[Start of Attachment]

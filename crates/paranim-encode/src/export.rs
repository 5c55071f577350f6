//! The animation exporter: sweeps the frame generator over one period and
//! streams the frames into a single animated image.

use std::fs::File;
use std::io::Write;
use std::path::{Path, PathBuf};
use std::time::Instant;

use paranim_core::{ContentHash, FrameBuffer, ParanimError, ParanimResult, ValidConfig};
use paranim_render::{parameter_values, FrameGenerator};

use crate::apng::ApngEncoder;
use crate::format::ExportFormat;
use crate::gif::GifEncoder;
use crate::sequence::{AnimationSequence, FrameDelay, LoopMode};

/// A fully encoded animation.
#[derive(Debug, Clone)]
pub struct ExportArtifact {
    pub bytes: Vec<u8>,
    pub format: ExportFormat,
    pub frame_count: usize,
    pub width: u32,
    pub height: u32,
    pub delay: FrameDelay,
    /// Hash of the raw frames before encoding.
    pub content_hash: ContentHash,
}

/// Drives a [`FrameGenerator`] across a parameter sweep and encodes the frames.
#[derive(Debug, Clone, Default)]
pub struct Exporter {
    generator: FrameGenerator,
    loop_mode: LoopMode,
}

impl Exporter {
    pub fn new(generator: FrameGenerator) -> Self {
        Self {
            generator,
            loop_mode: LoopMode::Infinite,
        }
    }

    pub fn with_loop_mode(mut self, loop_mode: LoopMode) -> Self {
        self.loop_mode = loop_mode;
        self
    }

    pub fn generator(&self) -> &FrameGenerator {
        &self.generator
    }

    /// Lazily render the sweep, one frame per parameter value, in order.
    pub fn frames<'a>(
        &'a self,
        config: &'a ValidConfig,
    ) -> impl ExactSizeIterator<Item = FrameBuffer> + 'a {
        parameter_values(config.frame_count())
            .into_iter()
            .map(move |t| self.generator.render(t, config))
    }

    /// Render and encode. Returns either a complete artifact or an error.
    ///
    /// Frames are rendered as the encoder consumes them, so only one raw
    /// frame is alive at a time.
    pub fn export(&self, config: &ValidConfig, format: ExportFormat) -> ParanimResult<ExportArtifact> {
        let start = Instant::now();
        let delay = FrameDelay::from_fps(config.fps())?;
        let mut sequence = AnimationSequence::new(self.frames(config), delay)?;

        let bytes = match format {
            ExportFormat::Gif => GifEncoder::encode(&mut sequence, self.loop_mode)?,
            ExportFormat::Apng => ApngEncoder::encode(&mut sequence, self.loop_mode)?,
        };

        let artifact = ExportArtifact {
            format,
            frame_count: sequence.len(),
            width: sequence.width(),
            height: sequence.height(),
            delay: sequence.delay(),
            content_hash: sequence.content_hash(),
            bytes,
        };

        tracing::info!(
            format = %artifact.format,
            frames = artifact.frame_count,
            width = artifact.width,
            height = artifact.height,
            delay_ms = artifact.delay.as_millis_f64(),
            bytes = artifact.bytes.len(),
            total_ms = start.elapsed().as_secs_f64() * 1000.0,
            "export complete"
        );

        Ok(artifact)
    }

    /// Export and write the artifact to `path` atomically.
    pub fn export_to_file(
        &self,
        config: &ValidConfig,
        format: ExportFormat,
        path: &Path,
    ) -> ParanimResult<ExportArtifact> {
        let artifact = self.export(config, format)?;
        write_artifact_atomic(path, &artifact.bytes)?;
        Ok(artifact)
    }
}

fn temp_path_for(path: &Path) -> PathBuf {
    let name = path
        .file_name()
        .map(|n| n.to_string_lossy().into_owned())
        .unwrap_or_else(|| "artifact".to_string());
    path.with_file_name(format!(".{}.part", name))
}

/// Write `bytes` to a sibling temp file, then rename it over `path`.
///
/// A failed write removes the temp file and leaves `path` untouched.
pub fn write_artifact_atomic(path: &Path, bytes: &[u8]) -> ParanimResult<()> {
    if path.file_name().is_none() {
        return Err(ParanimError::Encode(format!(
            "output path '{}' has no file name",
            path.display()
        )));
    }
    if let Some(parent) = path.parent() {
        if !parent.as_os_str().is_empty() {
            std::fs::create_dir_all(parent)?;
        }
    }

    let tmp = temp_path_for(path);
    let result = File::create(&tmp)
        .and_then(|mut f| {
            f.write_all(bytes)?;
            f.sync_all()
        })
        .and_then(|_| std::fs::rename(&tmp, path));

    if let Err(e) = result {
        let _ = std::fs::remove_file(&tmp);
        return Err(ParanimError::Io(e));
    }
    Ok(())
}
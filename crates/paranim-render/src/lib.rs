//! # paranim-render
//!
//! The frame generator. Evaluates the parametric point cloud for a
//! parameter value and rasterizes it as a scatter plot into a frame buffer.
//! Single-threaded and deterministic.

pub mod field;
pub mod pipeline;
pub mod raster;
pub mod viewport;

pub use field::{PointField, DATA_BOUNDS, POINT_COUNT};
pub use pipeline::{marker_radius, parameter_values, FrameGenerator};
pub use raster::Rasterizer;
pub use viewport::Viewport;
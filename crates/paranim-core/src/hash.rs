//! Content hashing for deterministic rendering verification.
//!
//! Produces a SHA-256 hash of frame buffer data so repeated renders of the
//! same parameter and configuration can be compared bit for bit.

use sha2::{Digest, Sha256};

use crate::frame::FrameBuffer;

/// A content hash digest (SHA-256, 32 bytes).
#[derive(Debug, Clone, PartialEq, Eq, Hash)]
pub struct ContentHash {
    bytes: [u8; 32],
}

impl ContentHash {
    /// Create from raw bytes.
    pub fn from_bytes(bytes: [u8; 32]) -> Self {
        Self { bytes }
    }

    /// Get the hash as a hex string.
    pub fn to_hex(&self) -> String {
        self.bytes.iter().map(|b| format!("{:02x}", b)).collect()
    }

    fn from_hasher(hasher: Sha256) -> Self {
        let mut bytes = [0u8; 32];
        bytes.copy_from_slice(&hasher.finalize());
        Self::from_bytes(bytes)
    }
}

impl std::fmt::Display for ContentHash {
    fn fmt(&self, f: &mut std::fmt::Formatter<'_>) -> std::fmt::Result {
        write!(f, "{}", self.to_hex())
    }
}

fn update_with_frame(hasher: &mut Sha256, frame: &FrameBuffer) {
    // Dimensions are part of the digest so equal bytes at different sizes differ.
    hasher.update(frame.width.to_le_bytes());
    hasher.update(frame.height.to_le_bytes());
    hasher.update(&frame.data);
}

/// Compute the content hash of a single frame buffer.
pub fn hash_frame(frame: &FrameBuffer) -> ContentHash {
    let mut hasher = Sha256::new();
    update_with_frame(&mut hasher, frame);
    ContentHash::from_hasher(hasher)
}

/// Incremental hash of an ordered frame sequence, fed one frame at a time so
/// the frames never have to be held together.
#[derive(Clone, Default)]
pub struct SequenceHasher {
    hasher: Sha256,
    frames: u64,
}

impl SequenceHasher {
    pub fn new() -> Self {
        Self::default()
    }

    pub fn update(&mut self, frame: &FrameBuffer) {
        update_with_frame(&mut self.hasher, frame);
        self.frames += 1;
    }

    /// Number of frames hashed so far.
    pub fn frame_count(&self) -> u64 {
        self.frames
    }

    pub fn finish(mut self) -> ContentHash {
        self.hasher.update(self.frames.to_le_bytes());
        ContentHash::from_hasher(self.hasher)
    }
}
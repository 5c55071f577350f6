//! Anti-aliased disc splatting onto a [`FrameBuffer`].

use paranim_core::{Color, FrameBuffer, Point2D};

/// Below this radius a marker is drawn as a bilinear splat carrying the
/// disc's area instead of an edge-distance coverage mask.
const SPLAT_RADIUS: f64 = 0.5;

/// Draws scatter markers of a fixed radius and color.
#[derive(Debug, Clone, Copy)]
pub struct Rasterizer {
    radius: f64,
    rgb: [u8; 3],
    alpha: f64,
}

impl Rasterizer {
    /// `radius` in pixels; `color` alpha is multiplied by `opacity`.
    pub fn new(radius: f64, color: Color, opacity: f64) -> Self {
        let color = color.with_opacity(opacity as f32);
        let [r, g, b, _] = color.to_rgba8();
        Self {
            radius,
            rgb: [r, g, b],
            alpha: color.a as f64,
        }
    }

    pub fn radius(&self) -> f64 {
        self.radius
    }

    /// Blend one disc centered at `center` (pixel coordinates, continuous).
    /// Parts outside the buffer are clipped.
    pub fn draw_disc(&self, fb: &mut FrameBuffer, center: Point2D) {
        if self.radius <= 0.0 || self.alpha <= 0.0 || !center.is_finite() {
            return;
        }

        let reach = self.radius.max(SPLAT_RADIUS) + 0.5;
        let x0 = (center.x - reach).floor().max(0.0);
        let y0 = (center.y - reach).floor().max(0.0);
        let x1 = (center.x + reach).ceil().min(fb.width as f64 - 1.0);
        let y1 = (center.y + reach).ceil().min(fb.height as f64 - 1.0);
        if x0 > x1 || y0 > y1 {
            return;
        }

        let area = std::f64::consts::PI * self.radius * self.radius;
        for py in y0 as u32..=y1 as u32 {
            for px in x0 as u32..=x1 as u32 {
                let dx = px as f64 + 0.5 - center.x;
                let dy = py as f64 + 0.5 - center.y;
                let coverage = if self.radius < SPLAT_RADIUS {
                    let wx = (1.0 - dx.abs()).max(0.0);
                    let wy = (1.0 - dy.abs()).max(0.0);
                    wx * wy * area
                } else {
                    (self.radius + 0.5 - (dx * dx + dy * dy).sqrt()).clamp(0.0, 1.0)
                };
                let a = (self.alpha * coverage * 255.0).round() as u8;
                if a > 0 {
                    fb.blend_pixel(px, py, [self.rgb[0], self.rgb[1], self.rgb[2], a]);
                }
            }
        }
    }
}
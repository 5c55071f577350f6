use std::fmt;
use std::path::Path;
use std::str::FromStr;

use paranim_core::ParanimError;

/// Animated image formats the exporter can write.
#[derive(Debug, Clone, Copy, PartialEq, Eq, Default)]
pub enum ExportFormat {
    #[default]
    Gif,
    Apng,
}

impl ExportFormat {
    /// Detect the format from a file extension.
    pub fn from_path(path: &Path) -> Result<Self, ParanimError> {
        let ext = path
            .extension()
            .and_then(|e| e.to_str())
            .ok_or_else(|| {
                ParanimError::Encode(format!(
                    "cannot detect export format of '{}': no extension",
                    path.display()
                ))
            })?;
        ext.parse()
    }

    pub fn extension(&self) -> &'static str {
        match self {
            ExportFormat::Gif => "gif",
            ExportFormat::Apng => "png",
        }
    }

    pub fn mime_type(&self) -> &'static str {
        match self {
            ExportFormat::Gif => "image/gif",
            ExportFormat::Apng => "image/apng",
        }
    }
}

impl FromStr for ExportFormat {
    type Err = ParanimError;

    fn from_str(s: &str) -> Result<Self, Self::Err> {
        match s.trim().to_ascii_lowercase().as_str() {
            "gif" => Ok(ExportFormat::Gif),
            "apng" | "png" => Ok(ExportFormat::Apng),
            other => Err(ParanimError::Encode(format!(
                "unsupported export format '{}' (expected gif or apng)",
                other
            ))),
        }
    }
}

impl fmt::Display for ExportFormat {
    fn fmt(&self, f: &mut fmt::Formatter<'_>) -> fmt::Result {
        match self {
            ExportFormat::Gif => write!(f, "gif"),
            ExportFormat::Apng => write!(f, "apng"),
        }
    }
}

[End of Attachment]

■ Exercise objective
What lines in the listing above contain the word "ContentHash"? Show each one.

■ Reply to the exercise
use paranim_core::{ContentHash, FrameBuffer, ParanimError, ParanimResult, ValidConfig};
    pub content_hash: ContentHash,
pub struct ContentHash {
impl ContentHash {
impl std::fmt::Display for ContentHash {
pub fn hash_frame(frame: &FrameBuffer) -> ContentHash {
    ContentHash::from_hasher(hasher)
    pub fn finish(mut self) -> ContentHash {
        ContentHash::from_hasher(self.hasher)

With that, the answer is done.